---- DATA LISTING

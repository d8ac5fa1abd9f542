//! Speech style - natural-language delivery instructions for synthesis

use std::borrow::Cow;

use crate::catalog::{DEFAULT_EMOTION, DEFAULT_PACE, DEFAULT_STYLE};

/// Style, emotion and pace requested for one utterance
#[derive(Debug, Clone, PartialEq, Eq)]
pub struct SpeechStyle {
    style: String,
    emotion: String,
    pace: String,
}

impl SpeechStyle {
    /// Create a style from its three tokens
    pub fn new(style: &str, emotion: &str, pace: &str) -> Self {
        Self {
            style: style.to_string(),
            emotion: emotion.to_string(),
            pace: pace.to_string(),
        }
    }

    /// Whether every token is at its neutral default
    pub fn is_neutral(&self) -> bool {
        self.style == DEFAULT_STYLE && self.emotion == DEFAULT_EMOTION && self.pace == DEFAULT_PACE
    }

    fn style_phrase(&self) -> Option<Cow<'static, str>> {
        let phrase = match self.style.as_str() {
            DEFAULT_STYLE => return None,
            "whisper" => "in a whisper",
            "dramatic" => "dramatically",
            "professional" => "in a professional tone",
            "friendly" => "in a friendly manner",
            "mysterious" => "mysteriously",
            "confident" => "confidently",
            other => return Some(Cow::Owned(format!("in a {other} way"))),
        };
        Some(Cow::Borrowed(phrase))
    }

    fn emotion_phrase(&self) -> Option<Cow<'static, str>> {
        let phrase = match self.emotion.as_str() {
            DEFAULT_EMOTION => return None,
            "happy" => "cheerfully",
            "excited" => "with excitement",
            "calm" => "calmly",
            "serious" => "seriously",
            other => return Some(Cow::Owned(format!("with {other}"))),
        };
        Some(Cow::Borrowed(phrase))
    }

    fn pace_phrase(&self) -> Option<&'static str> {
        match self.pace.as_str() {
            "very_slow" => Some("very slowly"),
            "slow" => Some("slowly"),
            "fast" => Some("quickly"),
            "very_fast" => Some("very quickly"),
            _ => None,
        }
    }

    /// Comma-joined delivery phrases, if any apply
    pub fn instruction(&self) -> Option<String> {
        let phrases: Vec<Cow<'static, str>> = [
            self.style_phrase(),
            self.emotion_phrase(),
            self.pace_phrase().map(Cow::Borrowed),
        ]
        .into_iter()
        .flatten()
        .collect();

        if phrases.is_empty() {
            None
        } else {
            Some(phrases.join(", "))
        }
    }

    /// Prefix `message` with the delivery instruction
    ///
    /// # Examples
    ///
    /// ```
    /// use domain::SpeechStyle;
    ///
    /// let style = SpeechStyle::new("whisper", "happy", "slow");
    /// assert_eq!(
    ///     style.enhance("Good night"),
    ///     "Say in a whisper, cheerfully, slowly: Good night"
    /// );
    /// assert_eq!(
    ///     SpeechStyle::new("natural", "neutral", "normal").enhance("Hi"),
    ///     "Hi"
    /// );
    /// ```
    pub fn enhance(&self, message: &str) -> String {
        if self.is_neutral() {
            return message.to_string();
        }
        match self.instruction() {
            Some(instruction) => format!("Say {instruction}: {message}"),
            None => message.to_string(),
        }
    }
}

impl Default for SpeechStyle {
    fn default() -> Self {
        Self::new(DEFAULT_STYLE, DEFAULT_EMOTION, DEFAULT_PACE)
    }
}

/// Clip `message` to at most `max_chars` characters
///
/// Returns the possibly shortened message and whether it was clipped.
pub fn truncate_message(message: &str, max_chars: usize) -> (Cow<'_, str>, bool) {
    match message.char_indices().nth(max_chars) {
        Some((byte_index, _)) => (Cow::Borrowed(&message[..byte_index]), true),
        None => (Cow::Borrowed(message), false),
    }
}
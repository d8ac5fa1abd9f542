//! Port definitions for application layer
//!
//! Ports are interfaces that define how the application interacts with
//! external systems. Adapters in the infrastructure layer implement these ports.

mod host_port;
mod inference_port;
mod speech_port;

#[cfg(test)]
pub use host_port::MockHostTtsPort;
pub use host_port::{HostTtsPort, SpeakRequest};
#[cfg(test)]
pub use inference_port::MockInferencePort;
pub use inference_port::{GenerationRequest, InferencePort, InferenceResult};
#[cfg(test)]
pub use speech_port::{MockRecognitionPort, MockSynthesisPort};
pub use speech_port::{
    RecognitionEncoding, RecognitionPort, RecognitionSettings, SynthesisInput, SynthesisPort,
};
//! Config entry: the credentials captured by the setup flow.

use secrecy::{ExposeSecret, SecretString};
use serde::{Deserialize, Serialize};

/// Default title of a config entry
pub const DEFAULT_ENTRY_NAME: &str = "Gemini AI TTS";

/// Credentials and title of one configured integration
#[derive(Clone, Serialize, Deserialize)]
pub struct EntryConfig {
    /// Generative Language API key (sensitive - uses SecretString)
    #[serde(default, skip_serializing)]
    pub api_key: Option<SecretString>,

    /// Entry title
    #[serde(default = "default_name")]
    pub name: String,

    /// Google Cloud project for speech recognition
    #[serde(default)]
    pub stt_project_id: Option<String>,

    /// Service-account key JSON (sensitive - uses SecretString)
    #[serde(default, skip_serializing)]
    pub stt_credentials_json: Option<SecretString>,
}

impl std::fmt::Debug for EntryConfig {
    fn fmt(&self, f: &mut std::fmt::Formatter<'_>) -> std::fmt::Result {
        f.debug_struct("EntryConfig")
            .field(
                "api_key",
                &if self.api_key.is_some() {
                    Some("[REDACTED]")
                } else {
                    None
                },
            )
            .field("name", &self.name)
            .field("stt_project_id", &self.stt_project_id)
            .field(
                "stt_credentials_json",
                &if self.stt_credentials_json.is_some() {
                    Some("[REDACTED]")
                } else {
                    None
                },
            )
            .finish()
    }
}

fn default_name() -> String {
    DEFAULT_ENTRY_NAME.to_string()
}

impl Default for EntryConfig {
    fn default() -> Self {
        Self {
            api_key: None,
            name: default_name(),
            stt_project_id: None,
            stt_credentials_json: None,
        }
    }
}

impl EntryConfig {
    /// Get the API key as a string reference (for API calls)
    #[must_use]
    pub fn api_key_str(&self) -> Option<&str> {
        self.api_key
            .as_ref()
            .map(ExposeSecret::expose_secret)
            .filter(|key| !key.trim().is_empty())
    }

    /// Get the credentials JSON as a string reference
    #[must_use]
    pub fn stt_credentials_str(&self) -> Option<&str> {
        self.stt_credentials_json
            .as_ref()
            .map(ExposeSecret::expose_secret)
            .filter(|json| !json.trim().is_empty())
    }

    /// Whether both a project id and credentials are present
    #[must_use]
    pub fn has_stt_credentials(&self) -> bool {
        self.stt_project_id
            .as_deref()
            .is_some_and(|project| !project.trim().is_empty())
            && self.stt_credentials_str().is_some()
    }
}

--------

- [INSTRUCTIONS TO FOLLOW]:
In the data above, find each line that uses the string "message". Copy it.

- [SOLUTION BELOW]:
    /// Prefix `message` with the delivery instruction
    pub fn enhance(&self, message: &str) -> String {
            return message.to_string();
            Some(instruction) => format!("Say {instruction}: {message}"),
            None => message.to_string(),
/// Clip `message` to at most `max_chars` characters
/// Returns the possibly shortened message and whether it was clipped.
pub fn truncate_message(message: &str, max_chars: usize) -> (Cow<'_, str>, bool) {
    match message.char_indices().nth(max_chars) {
        Some((byte_index, _)) => (Cow::Borrowed(&message[..byte_index]), true),
        None => (Cow::Borrowed(message), false),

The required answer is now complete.